Carson took time out of the address, which he made with President Obama ten feet away, to advocate for conservative policies at a traditionally non-partisan event. Conservatives dubbed it a “talking truth to power” moment and some began to urge Carson to run for the presidency. In the time afterwards he has been in the national spotlight as more of a conservative political figure than an inspirational physician. He briefly had a show on FOX and has earned both admiration and condemnation for statements such as calling Obamacare “the worst thing since slavery” and saying that being gay is “absolutely a choice.”

While the media derided him, activists loved his rejection of political correctness and pushed him to run, getting representatives in all 99 of Iowa’s counties in the process. He finally announced his candidacy on May 4th in his hometown of Detroit.
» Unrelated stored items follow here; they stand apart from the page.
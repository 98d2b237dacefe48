//! Error types for the Coordinates Engine
//!
//! This module defines all error types that can occur while converting
//! location identifiers into coordinates. Errors are designed to be
//! descriptive and user-friendly for CLI output.
//!
//! # Error Categories
//!
//! - **Input Errors**: File not found, unreadable input, empty resolved set
//! - **Parse Errors**: Malformed identifier lines or store rows
//! - **Provider Errors**: Network failures, bad status, malformed responses
//! - **Output Errors**: Blank output path, nothing to write, write failures
//! - **Validation Errors**: Non-positive location ids

use thiserror::Error;

use super::address::LocationId;

/// Main error type for the coordinates engine
///
/// Only input-stage and output-stage variants are fatal to a run. Provider
/// variants are produced per record and are logged and dropped by the
/// pipeline.
#[derive(Debug, Clone, PartialEq, Error)]
pub enum GeocodeError {
    /// A value violated a construction precondition
    #[error("Invalid argument: {message}")]
    InvalidArgument {
        /// Description of the violated precondition
        message: String,
    },

    /// File not found at the specified path
    #[error("File not found: {path}")]
    FileNotFound {
        /// The path that was not found
        path: String,
    },

    /// I/O error occurred while reading or writing files
    #[error("I/O error: {message}")]
    IoError {
        /// Description of the I/O error
        message: String,
    },

    /// Parsing error in an input file
    ///
    /// This is a recoverable error: the offending line is skipped.
    #[error("Parse error{}: {message}", line.map(|l| format!(" at line {}", l)).unwrap_or_default())]
    ParseError {
        /// Line number where the error occurred (if available)
        line: Option<u64>,
        /// Description of the parsing error
        message: String,
    },

    /// Network-level failure talking to the geocoding provider
    #[error("HTTP error: {message}")]
    Http {
        /// Description of the transport failure
        message: String,
    },

    /// Provider answered but reported a failure
    #[error("{provider} rejected the request: {message}")]
    ProviderRejected {
        /// Provider name
        provider: String,
        /// Message or status returned by the provider
        message: String,
    },

    /// Provider response could not be decoded
    #[error("Malformed provider response: {message}")]
    MalformedResponse {
        /// Description of the decoding failure
        message: String,
    },

    /// Provider response contained no geocode results
    #[error("No geocode results for location {id}")]
    NoGeocodes {
        /// Location id being geocoded
        id: LocationId,
    },

    /// Coordinate string did not split into a longitude/latitude pair
    #[error("Malformed coordinate pair '{value}'")]
    MalformedCoordinates {
        /// The raw coordinate string
        value: String,
    },

    /// No location could be resolved from the input identifiers
    #[error("Empty or invalid locations retrieved from {path}, please check")]
    EmptyLocations {
        /// The input file the identifiers came from
        path: String,
    },

    /// Output path is empty or whitespace
    #[error("Empty output file path, failed to write file")]
    BlankOutputPath,

    /// No geocoded locations to write
    #[error("Empty location list, failed to write file")]
    NoLocationsToWrite,

    /// Async runtime could not be started
    #[error("Runtime error: {message}")]
    Runtime {
        /// Description of the runtime failure
        message: String,
    },
}

impl From<std::io::Error> for GeocodeError {
    fn from(error: std::io::Error) -> Self {
        GeocodeError::IoError {
            message: error.to_string(),
        }
    }
}

impl From<csv::Error> for GeocodeError {
    fn from(error: csv::Error) -> Self {
        let line = error.position().map(|pos| pos.line());

        GeocodeError::ParseError {
            line,
            message: error.to_string(),
        }
    }
}

impl From<reqwest::Error> for GeocodeError {
    fn from(error: reqwest::Error) -> Self {
        GeocodeError::Http {
            message: error.to_string(),
        }
    }
}

impl From<serde_json::Error> for GeocodeError {
    fn from(error: serde_json::Error) -> Self {
        GeocodeError::MalformedResponse {
            message: error.to_string(),
        }
    }
}

impl GeocodeError {
    /// Create an InvalidArgument error
    pub fn invalid_argument(message: &str) -> Self {
        GeocodeError::InvalidArgument {
            message: message.to_string(),
        }
    }

    /// Create a FileNotFound error
    pub fn file_not_found(path: &str) -> Self {
        GeocodeError::FileNotFound {
            path: path.to_string(),
        }
    }

    /// Create a ParseError for a given line
    pub fn parse_error(line: u64, message: &str) -> Self {
        GeocodeError::ParseError {
            line: Some(line),
            message: message.to_string(),
        }
    }

    /// Create a ProviderRejected error
    pub fn provider_rejected(provider: &str, message: &str) -> Self {
        GeocodeError::ProviderRejected {
            provider: provider.to_string(),
            message: message.to_string(),
        }
    }

    /// Create a MalformedResponse error
    pub fn malformed_response(message: &str) -> Self {
        GeocodeError::MalformedResponse {
            message: message.to_string(),
        }
    }

    /// Create a MalformedCoordinates error
    pub fn malformed_coordinates(value: &str) -> Self {
        GeocodeError::MalformedCoordinates {
            value: value.to_string(),
        }
    }

    /// Create an EmptyLocations error
    pub fn empty_locations(path: &str) -> Self {
        GeocodeError::EmptyLocations {
            path: path.to_string(),
        }
    }

    /// Map an I/O error on `path` to FileNotFound or IoError
    pub fn from_io(error: std::io::Error, path: &std::path::Path) -> Self {
        if error.kind() == std::io::ErrorKind::NotFound {
            GeocodeError::file_not_found(&path.display().to_string())
        } else {
            GeocodeError::IoError {
                message: format!("'{}': {}", path.display(), error),
            }
        }
    }
}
In terms of health care policy — his specialty — he would like to see Medicare, Medicaid and Obamacare as well as private health insurance companies replaced by the institution of government-backed health savings accounts that the government would help pay into for poor Americans. Extremely costly procedures would be covered under a government-run catastrophic care insurance system. He is also in favor of assisted suicide.

Outside of that, Carson only has relatively few important ideological breaks with the rest of the field. He is strongly in favor of a flat tax rate, he has defended some forms of gun control in large urban areas and he is in favor of civil unions for same-sex couples. For the most part, especially on foreign policy, he defaults to fairly standard Republican positions.

Going into the primaries, Carson is by no means the leader, but I think he is underrated as a candidate. Carson has been polling around 10 percent support from likely Republican primary voters in the last few weeks. His appeal as a conservative political outsider in a time where many conservative activists are fed up with even elected Republicans is an undeniable asset in the primary. With his incredible backstory, disregard for political correctness and support from the conservative base he could go very far if the cards fall just right for him. 

However, his lack of political experience comes with drawbacks. 

He’s never run a campaign of any sort and a presidential one generally is not the best place to learn. He has a history of inflammatory remarks which, while endearing to the farthest right of primary voters, is a tad unsettling to centrists and the corporate wing of the party. It is not inconceivable that if he surged in support he would get swamped in a cascade of attack ads to prevent him from becoming the nominee. But in the meantime he has to compete with Mike Huckabee and Ted Cruz for the same set of voters, and at present both are having better showings in the polls.

Carson has his own appeal as a general election candidate, though. Since he rose from poverty to greatness he is uniquely qualified to push the GOP’s message of ending government dependency and encouraging hard work without sounding elitist or racist. When contrasted with the very wealthy Hillary Clinton he could easily exacerbate the party’s criticisms of her as an out of touch professional politician. As an accomplished neurosurgeon he would also be the most qualified member of the Republican field to denounce Obamacare in a general election. He would also have some appeal for African-American voters, a group the GOP performed abysmally with in 2012. And, for what it is worth, he was ranked by Gallup as the sixth most admired man in the world last year.